[Opening RECORDS SUPPLIED section]

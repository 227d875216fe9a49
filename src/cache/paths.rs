// Cache path utilities.
// Resolves where the persistent offline store lives on disk.

use std::path::PathBuf;

use directories::ProjectDirs;

/// File name of the persistent offline store.
pub const STORE_FILE: &str = "offline.json";

/// Get the base cache directory (~/.cache/webber on Linux).
pub fn cache_dir() -> Option<PathBuf> {
    ProjectDirs::from("", "", "webber").map(|dirs| dirs.cache_dir().to_path_buf())
}

/// Path to the default persistent offline store.
pub fn default_store_path() -> Option<PathBuf> {
    cache_dir().map(|dir| dir.join(STORE_FILE))
}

[Closing RECORDS SUPPLIED section]

EXERCISE REQUIREMENTS: Only one stretch of the data is wanted: the lines from the one with "default persistent offline store." through the last, repeated exactly.

EXERCISE OUTPUT:
/// Path to the default persistent offline store.
pub fn default_store_path() -> Option<PathBuf> {
    cache_dir().map(|dir| dir.join(STORE_FILE))
}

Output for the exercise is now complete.